Sean Mueller grew up in Charlotte, North Carolina. In 2015 he received a B.A. in Studio Art from the College of Charleston. During his time at the College of Charleston he cultivated an interest in Public Art. In 2014, he received a grant from the Office of Undergraduate Research and Creative Activities for a collaborative sculpture project intended to create large scale works for public display. These sculptures have since been displayed in three locations across the nation, including, North Charleston, SC, Colorado Springs, CO, and New Port Beach, CA. Following the completion of these installations, Sean has since received commissions for public art in Atlanta, GA, Charleston, SC, and Norman, OK.
Sean Mueller is continuing his research and education in sculpture at the University of Oklahoma as an MFA candidate.

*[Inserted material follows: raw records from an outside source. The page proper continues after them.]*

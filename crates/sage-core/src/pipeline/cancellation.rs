//! Cancellation handle for generation runs
//!
//! Wraps a `CancellationToken`. Cloning shares the token; child handles are
//! cancelled with their parent but can be cancelled on their own.

use tokio_util::sync::CancellationToken;

#[derive(Debug, Clone, Default)]
pub struct Cancellation {
    token: CancellationToken,
}

impl Cancellation {
    pub fn new() -> Self {
        Self::default()
    }

    /// Request cancellation of every run holding this handle
    pub fn cancel(&self) {
        self.token.cancel();
    }

    pub fn is_cancelled(&self) -> bool {
        self.token.is_cancelled()
    }

    /// Handle cancelled together with this one
    pub fn child(&self) -> Self {
        Self {
            token: self.token.child_token(),
        }
    }

    /// Resolves once cancellation has been requested
    pub async fn cancelled(&self) {
        self.token.cancelled().await
    }
}
//! Application constants and configuration defaults
//!
//! Centralized location for magic numbers and default values

use std::time::Duration;

/// HTTP client configuration
pub mod http {
    use super::*;

    /// Connection timeout for HTTP requests
    pub const CONNECT_TIMEOUT: Duration = Duration::from_secs(30);

    /// Whole-request ceiling for the HTTP client. Per-stage timeouts are
    /// enforced by the orchestrator and are normally much shorter.
    pub const REQUEST_TIMEOUT: Duration = Duration::from_secs(600);

    /// User agent sent with every completion request
    pub const USER_AGENT: &str = "Sage/0.1";
}

/// AI/LLM configuration
pub mod ai {
    /// Default chat completions endpoint (Groq, OpenAI-compatible)
    pub const DEFAULT_API_URL: &str = "https://api.groq.com/openai/v1/chat/completions";

    /// Default model ID
    pub const DEFAULT_MODEL: &str = "llama-3.3-70b-versatile";

    /// Maximum output tokens per stage
    pub const MAX_OUTPUT_TOKENS: usize = 1024;

    /// Sampling temperature for both stages
    pub const TEMPERATURE: f32 = 0.7;

    /// Environment variable holding the API key
    pub const API_KEY_ENV: &str = "GROQ_API_KEY";
}

/// Pipeline configuration
pub mod pipeline {
    use super::*;

    /// Default timeout applied to each stage independently
    pub const STAGE_TIMEOUT: Duration = Duration::from_secs(120);

    /// Maximum personas evaluated at once in comparison mode
    pub const MAX_PARALLEL_PERSONAS: usize = 3;

    /// Number of history entries shown by default
    pub const RECENT_HISTORY: usize = 5;
}

/// Paths configuration
pub mod paths {
    /// Config directory name
    pub const CONFIG_DIR_NAME: &str = ".sage";

    /// Config file name inside the config directory
    pub const CONFIG_FILE_NAME: &str = "config.toml";

    /// Log subdirectory name
    pub const LOGS_DIR_NAME: &str = "logs";
}
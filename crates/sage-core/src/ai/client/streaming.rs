//! Streaming API calls
//!
//! Handles SSE streaming responses from the chat/completions endpoint.

use futures::StreamExt;
use std::time::Instant;
use tokio::sync::mpsc;
use tracing::{error, info, warn};

use super::core::AiClient;
use crate::ai::parsers::OpenAIParser;
use crate::ai::sse::SseStreamProcessor;
use crate::ai::streaming::StreamPart;
use crate::ai::types::{ApiKey, CompletionRequest};
use crate::error::UpstreamError;

impl AiClient {
    /// Call the API with streaming response
    ///
    /// Connection and HTTP status failures are returned directly. Once the
    /// response is accepted, text arrives on the receiver and a broken stream
    /// ends with a single `StreamPart::Error`.
    pub async fn call_streaming(
        &self,
        request: &CompletionRequest,
        credentials: &ApiKey,
    ) -> Result<mpsc::UnboundedReceiver<StreamPart>, UpstreamError> {
        let call_start = Instant::now();
        info!("=== API CALL START ===");
        info!(
            "Model: {}, System: {} chars, User: {} chars, Max tokens: {}",
            request.model,
            request.system.len(),
            request.user.len(),
            request.max_tokens
        );

        let body = request.to_body(true);

        info!("Sending API request...");
        let response = self.send(&body, credentials).await?;
        info!("API stream accepted in {:?}", call_start.elapsed());

        let (tx, rx) = mpsc::unbounded_channel::<StreamPart>();
        let mut processor = SseStreamProcessor::new(tx);
        let parser = OpenAIParser::new();

        // Spawn task to process the stream
        let stream = response.bytes_stream();
        tokio::spawn(async move {
            tokio::pin!(stream);
            let mut chunk_count = 0;
            while let Some(chunk) = stream.next().await {
                if processor.is_closed() {
                    info!("Stream consumer dropped after {} chunks", chunk_count);
                    break;
                }
                chunk_count += 1;
                match chunk {
                    Ok(bytes) => {
                        if let Err(detail) = processor.process_chunk(bytes, &parser) {
                            warn!("Stream error at chunk #{}: {}", chunk_count, detail);
                            break;
                        }
                    }
                    Err(e) => {
                        error!("Stream read error at chunk #{}: {}", chunk_count, e);
                        processor.fail(format!("stream read error: {}", e));
                        break;
                    }
                }
            }
            info!("Stream ended after {} chunks", chunk_count);
            // Closing without [DONE] or finish_reason becomes a terminal error here
            processor.finish(&parser);
        });

        Ok(rx)
    }
}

His current work examines object, material, and location. He continues to work on a large scale intended for public display, as well as new bodies of smaller scale object based work, and explorations in situation and environment.
My work aims to explore material and object value by collecting, decontextualizing and reconstructing refuse, as sculpture. Through examining the tangible space occupied by an object, and its assigned virtual value, I seek to bridge the gap between what is real and imaginary.
Through seeking out and collecting these objects I began a new process of assimilation to my own environment. This method of research involves explorations of both the constructed and natural world through a process I call Visual Path Making. Rooted in the Sitionationalist’s theory of Dérive, this process involves conducting wanderings, without destination, recording the path from memory, and interpreting the experience into visual language.
Reflecting on the experience of wandering led me to develop a visual language that expresses the action and reaction of each exploration. This visual language is conveyed through linear abstractions of each path. Each piece develops as an allegory, not only for the path taken, but also for my creative process, which heavily relies on intuition, material, and experimentation. The goal of each wandering is to explore a new environment in an unconventional way, while examining how the experience contributes to my artistic process.
Sculptures that explore this motif range in material; steel, wood, cement and earth can all be employed to explore visual language as well as themes of labor, object value and environmental concerns. Developing a close relationship with the material is integral to the formation of the physical representation of an experience.
These works aim to convey the experience of wandering, however, as each person’s perception of experience varies, so do their experiences with the works. The pieces are intentionally left open ended and abstract, offering a platform for discussion.